Newspaper article The Christian Science Monitor

Democracy Goes Cyberspace: Voting by Click of Mouse ; Arizona, in First Test, Will Allow Voters to Cast Ballots Online In

Newspaper article The Christian Science Monitor

Democracy Goes Cyberspace: Voting by Click of Mouse ; Arizona, in First Test, Will Allow Voters to Cast Ballots Online In

Article excerpt

Over the past several years, the Internet has begun remaking key aspects of American life: communication, information, banking, and commerce.

It is now poised to start nibbling away at the way citizens govern themselves, too.

Arizona, in a first for the nation, plans to allow voters in its Democratic presidential primary March 11 to cast ballots on the Internet. Democrats will be permitted to vote online from home, work, or at traditional polling stations. While the issues involved in spreading Web voting are too complex to predict rapid growth of such ballots, the Arizona move is seen as a pacesetter that could galvanize fast action elsewhere.

Indeed, last Friday the White House announced the launch of a National Science Foundation study assessing Internet voting for the nation as a whole.

Explaining the Arizona decision, state Democratic Party chairman Mark Fleisher says, "We want to make voting fun, easy, and exciting."

While no one knows how competitive the nomination race will be by March, the online vote already has historic significance.

"I think it breaks the logjam psychologically," says Marc Strassman, an official with Votation.com, a Web company dedicated to building the technology used with electronic voting.

To date, a number of private organizations, such as the Sierra Club and the American Bar Association, have conducted internal elections online.
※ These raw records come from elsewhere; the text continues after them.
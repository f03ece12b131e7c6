pub mod ngram;
pub mod ollama;

pub use ngram::HashedNgramEmbedder;
pub use ollama::OllamaEmbedder;

use crate::error::EmbeddingError;

/// Text to fixed-dimensional vector.
///
/// Implementations are shared across enrichment workers and must be
/// deterministic for a given input.
pub trait EmbeddingService: Send + Sync {
    fn embed(&self, text: &str) -> Result<Vec<f32>, EmbeddingError>;

    fn embed_batch(&self, texts: &[String]) -> Result<Vec<Vec<f32>>, EmbeddingError> {
        texts.iter().map(|t| self.embed(t)).collect()
    }

    fn dimension(&self) -> usize;
}

/// Cosine similarity clamped into `[-1, 1]`.
///
/// Mismatched lengths, empty vectors and zero vectors score 0.
pub fn cosine_similarity(a: &[f32], b: &[f32]) -> f32 {
    if a.len() != b.len() || a.is_empty() {
        return 0.0;
    }

    let mut dot = 0.0f32;
    let mut norm_a = 0.0f32;
    let mut norm_b = 0.0f32;
    for (x, y) in a.iter().zip(b) {
        dot += x * y;
        norm_a += x * x;
        norm_b += y * y;
    }

    if norm_a == 0.0 || norm_b == 0.0 {
        return 0.0;
    }

    let score = dot / (norm_a.sqrt() * norm_b.sqrt());
    if score.is_nan() { 0.0 } else { score.clamp(-1.0, 1.0) }
}

#[cfg(test)]
mod tests {
    use super::cosine_similarity;

    #[test]
    fn zero_and_mismatched_vectors_score_zero() {
        assert_eq!(cosine_similarity(&[0.0, 0.0], &[1.0, 0.0]), 0.0);
        assert_eq!(cosine_similarity(&[1.0], &[1.0, 0.0]), 0.0);
        assert_eq!(cosine_similarity(&[], &[]), 0.0);
    }

    #[test]
    fn parallel_vectors_score_one() {
        let s = cosine_similarity(&[1.0, 2.0, 3.0], &[2.0, 4.0, 6.0]);
        assert!((s - 1.0).abs() < 1e-6);
    }
}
Some government jurisdictions in Washington state have tested online balloting, and the US military has tested some online voting systems for soldiers posted overseas.

In California, a statewide task force charged with studying Web voting will issue its report next month, a step that could pave the way for tests around the state.

Kim Alexander, a member of that task force, says the Internet is undoubtedly changing politics - with everything from candidate Web sites to a rich array of finance data now posted online and available to anyone with a modem. Ms. Alexander's California Voter Foundation has begun publishing "digital sunlight" awards to states it regards as leaders in that effort. …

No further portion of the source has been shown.